*** Opening of Given data ***
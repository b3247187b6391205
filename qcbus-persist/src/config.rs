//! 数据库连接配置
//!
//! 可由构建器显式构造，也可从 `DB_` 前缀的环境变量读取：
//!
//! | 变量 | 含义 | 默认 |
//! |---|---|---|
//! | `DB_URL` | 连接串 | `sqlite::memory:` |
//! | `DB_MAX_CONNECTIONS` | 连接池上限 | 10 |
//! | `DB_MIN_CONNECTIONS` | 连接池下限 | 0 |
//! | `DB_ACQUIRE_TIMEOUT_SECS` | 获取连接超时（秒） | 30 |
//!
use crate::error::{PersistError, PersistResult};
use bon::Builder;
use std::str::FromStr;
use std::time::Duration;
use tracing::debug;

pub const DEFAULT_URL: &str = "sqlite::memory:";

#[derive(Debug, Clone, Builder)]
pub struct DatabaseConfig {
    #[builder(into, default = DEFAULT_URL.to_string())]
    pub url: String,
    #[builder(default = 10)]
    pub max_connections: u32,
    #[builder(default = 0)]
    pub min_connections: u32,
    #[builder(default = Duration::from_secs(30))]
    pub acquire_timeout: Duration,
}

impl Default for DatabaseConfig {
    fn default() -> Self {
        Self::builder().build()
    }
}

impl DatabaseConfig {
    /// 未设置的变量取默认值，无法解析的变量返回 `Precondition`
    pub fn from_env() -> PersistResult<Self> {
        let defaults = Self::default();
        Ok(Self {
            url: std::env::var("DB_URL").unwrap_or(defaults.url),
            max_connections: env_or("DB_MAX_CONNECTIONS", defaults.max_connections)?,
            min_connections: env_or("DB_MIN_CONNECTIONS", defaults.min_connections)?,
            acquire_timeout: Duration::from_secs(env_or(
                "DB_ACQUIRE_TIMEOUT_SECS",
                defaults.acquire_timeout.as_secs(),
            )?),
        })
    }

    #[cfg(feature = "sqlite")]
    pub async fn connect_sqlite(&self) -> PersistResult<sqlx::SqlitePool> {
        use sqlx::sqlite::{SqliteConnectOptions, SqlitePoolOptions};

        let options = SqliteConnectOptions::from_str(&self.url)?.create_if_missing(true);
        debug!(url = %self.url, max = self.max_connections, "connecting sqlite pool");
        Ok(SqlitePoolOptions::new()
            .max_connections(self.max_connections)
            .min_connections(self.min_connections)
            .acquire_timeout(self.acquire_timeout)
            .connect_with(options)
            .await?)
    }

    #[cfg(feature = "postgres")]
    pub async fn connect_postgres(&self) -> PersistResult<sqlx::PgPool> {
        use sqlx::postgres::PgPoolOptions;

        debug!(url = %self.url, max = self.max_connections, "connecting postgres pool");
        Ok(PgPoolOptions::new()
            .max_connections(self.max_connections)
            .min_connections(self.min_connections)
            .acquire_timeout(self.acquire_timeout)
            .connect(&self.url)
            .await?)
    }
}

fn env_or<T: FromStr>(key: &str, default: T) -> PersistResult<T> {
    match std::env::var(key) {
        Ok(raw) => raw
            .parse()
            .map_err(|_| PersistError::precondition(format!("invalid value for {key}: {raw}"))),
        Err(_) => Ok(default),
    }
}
*** Close of Given data ***
Work task
Every line of the records should be reproduced exactly.

Solution to this task
repository b3247187b6391205
filename qcbus-persist/src/config.rs
//! 数据库连接配置
//!
//! 可由构建器显式构造，也可从 `DB_` 前缀的环境变量读取：
//!
//! | 变量 | 含义 | 默认 |
//! |---|---|---|
//! | `DB_URL` | 连接串 | `sqlite::memory:` |
//! | `DB_MAX_CONNECTIONS` | 连接池上限 | 10 |
//! | `DB_MIN_CONNECTIONS` | 连接池下限 | 0 |
//! | `DB_ACQUIRE_TIMEOUT_SECS` | 获取连接超时（秒） | 30 |
//!
use crate::error::{PersistError, PersistResult};
use bon::Builder;
use std::str::FromStr;
use std::time::Duration;
use tracing::debug;

pub const DEFAULT_URL: &str = "sqlite::memory:";

#[derive(Debug, Clone, Builder)]
pub struct DatabaseConfig {
    #[builder(into, default = DEFAULT_URL.to_string())]
    pub url: String,
    #[builder(default = 10)]
    pub max_connections: u32,
    #[builder(default = 0)]
    pub min_connections: u32,
    #[builder(default = Duration::from_secs(30))]
    pub acquire_timeout: Duration,
}

impl Default for DatabaseConfig {
    fn default() -> Self {
        Self::builder().build()
    }
}

impl DatabaseConfig {
    /// 未设置的变量取默认值，无法解析的变量返回 `Precondition`
    pub fn from_env() -> PersistResult<Self> {
        let defaults = Self::default();
        Ok(Self {
            url: std::env::var("DB_URL").unwrap_or(defaults.url),
            max_connections: env_or("DB_MAX_CONNECTIONS", defaults.max_connections)?,
            min_connections: env_or("DB_MIN_CONNECTIONS", defaults.min_connections)?,
            acquire_timeout: Duration::from_secs(env_or(
                "DB_ACQUIRE_TIMEOUT_SECS",
                defaults.acquire_timeout.as_secs(),
            )?),
        })
    }

    #[cfg(feature = "sqlite")]
    pub async fn connect_sqlite(&self) -> PersistResult<sqlx::SqlitePool> {
        use sqlx::sqlite::{SqliteConnectOptions, SqlitePoolOptions};

        let options = SqliteConnectOptions::from_str(&self.url)?.create_if_missing(true);
        debug!(url = %self.url, max = self.max_connections, "connecting sqlite pool");
        Ok(SqlitePoolOptions::new()
            .max_connections(self.max_connections)
            .min_connections(self.min_connections)
            .acquire_timeout(self.acquire_timeout)
            .connect_with(options)
            .await?)
    }

    #[cfg(feature = "postgres")]
    pub async fn connect_postgres(&self) -> PersistResult<sqlx::PgPool> {
        use sqlx::postgres::PgPoolOptions;

        debug!(url = %self.url, max = self.max_connections, "connecting postgres pool");
        Ok(PgPoolOptions::new()
            .max_connections(self.max_connections)
            .min_connections(self.min_connections)
            .acquire_timeout(self.acquire_timeout)
            .connect(&self.url)
            .await?)
    }
}

fn env_or<T: FromStr>(key: &str, default: T) -> PersistResult<T> {
    match std::env::var(key) {
        Ok(raw) => raw
            .parse()
            .map_err(|_| PersistError::precondition(format!("invalid value for {key}: {raw}"))),
        Err(_) => Ok(default),
    }
}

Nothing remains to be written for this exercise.